Sembra essersi incagliato, almeno per il momento, l’iter che dovrebbe condurre all’emanazione del decreto attuativo (o dei decreti attuativi) del Fondo Indennizzo Risparmiatori.

Il nodo irrisolto resta quello della compatibilità della procedura con il diritto comunitario, fronte sul quale si stanno confrontando esponenti del Governo con i tecnici della Commissione europea.

Uno degli aspetti che suscita maggiori perplessità a livello europeo è quello del possibile riconoscimento dell’indennizzo senza la necessità di una previa sentenza o decisione arbitrale favorevole.

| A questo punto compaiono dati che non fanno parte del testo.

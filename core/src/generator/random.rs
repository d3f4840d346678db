use rand::Rng;
use rand::SeedableRng;
use rand::rngs::SmallRng;

use super::*;

/// Uniform placement by rejection sampling: draw a cell, redraw if it is
/// already mined.
#[derive(Clone, Debug)]
pub struct RandomPlacer<R> {
    rng: R,
}

impl<R: Rng> RandomPlacer<R> {
    pub fn new(rng: R) -> Self {
        Self { rng }
    }
}

impl RandomPlacer<SmallRng> {
    pub fn from_seed(seed: u64) -> Self {
        Self::new(SmallRng::seed_from_u64(seed))
    }
}

#[cfg(feature = "std")]
impl RandomPlacer<rand::rngs::ThreadRng> {
    pub fn thread_local() -> Self {
        Self::new(rand::rng())
    }
}

impl<R: Rng> MinePlacer for RandomPlacer<R> {
    fn place_mines(mut self, grid: &mut Grid, config: GameConfig) -> Result<()> {
        // sampling would never finish on a full or mismatched board
        check_blank_grid(grid, config)?;

        let side = grid.side();
        let mut mines_placed: CellCount = 0;
        let mut draws: u32 = 0;
        while mines_placed < config.mine_count {
            let x = self.rng.random_range(0..side);
            let y = self.rng.random_range(0..side);
            draws += 1;
            if grid.place_mine((x, y)) {
                mines_placed += 1;
            }
        }
        log::trace!("Placed {} mines in {} draws", mines_placed, draws);

        // double check mine count
        let count = grid.mine_count();
        if count != config.mine_count {
            log::warn!(
                "Placed mine count mismatch, actual: {}, requested: {}",
                count,
                config.mine_count
            );
            return Err(GameError::MineCountMismatch {
                expected: config.mine_count,
                actual: count.into(),
            });
        }
        Ok(())
    }
}
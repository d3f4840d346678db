/// Single coordinate axis used for the board side length and positions.
pub type Coord = u8;

/// Count type used for mine counts and total-cell counts.
pub type CellCount = u16;

/// Two-dimensional coordinates `(x, y)`.
pub type Coord2 = (Coord, Coord);

/// Linear cell index, `y * board_size + x`.
///
/// Signed so that stray negative input is ignored like any other
/// out-of-range value instead of being unrepresentable.
pub type Position = i32;

pub trait ToNdIndex {
    type Output;
    fn to_nd_index(self) -> Self::Output;
}

impl ToNdIndex for Coord2 {
    type Output = [usize; 2];

    fn to_nd_index(self) -> Self::Output {
        [self.0.into(), self.1.into()]
    }
}

pub const fn mult(a: Coord, b: Coord) -> CellCount {
    let a = a as CellCount;
    let b = b as CellCount;
    a.saturating_mul(b)
}

/// Neighbour offsets: top, bottom, then the right-hand column, then the
/// left-hand column.
static OFFSETS: [(i8, i8); 8] = [
    (0, -1),
    (0, 1),
    (1, 0),
    (1, -1),
    (1, 1),
    (-1, 0),
    (-1, -1),
    (-1, 1),
];

/// Iterator over the in-bounds neighbours of a cell on a square board.
///
/// Both axes are bounded separately, so a cell in the last column never
/// yields cells of the next row and a cell in the first column never yields
/// cells of the previous one.
#[derive(Debug, Clone)]
pub struct NeighborIter {
    center: Coord2,
    side: Coord,
    offsets: core::slice::Iter<'static, (i8, i8)>,
}

impl NeighborIter {
    pub(crate) fn new(center: Coord2, side: Coord) -> Self {
        Self {
            center,
            side,
            offsets: OFFSETS.iter(),
        }
    }
}

impl Iterator for NeighborIter {
    type Item = Coord2;

    fn next(&mut self) -> Option<Self::Item> {
        let (x, y) = self.center;
        let side = self.side;
        let step = |at: Coord, by: i8| at.checked_add_signed(by).filter(|&next| next < side);

        self.offsets
            .by_ref()
            .find_map(|&(dx, dy)| Some((step(x, dx)?, step(y, dy)?)))
    }
}

#[cfg(test)]
mod tests {
    use super::*;
    use alloc::vec::Vec;

    fn neighbors(center: Coord2, side: Coord) -> Vec<Coord2> {
        NeighborIter::new(center, side).collect()
    }

    #[test]
    fn interior_cell_has_eight_neighbors() {
        let found = neighbors((2, 2), 5);

        assert_eq!(found.len(), 8);
        assert!(!found.contains(&(2, 2)));
    }

    #[test]
    fn corner_cell_has_three_neighbors() {
        assert_eq!(neighbors((0, 0), 4), [(0, 1), (1, 0), (1, 1)]);
        assert_eq!(neighbors((3, 3), 4), [(3, 2), (2, 3), (2, 2)]);
    }

    #[test]
    fn right_edge_does_not_wrap_into_next_row() {
        let found = neighbors((3, 1), 4);

        assert_eq!(found.len(), 5);
        assert!(found.iter().all(|&(x, _)| x >= 2));
    }

    #[test]
    fn left_edge_does_not_wrap_into_previous_row() {
        let found = neighbors((0, 2), 4);

        assert_eq!(found.len(), 5);
        assert!(found.iter().all(|&(x, _)| x <= 1));
    }

    #[test]
    fn single_cell_board_has_no_neighbors() {
        assert!(neighbors((0, 0), 1).is_empty());
    }
}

Margrethe Vestager, commissaria europea alla concorrenza, ha dichiarato di valutare positivamente – in generale – le misure volte a ristorare i risparmiatori ingiustamente danneggiati, ma ha, al contempo, ribadito la necessità di rispettare i principi fissati dal diritto comunitario.

Gli esponenti del Governo italiano, da parte loro, hanno evidenziato l’ “urgenza sociale” che sarebbe sottesa alla deroga a taluni punti fermi della disciplina europea in materia.

Resta da vedere se sarà trovato un compromesso tra le due diverse posizioni.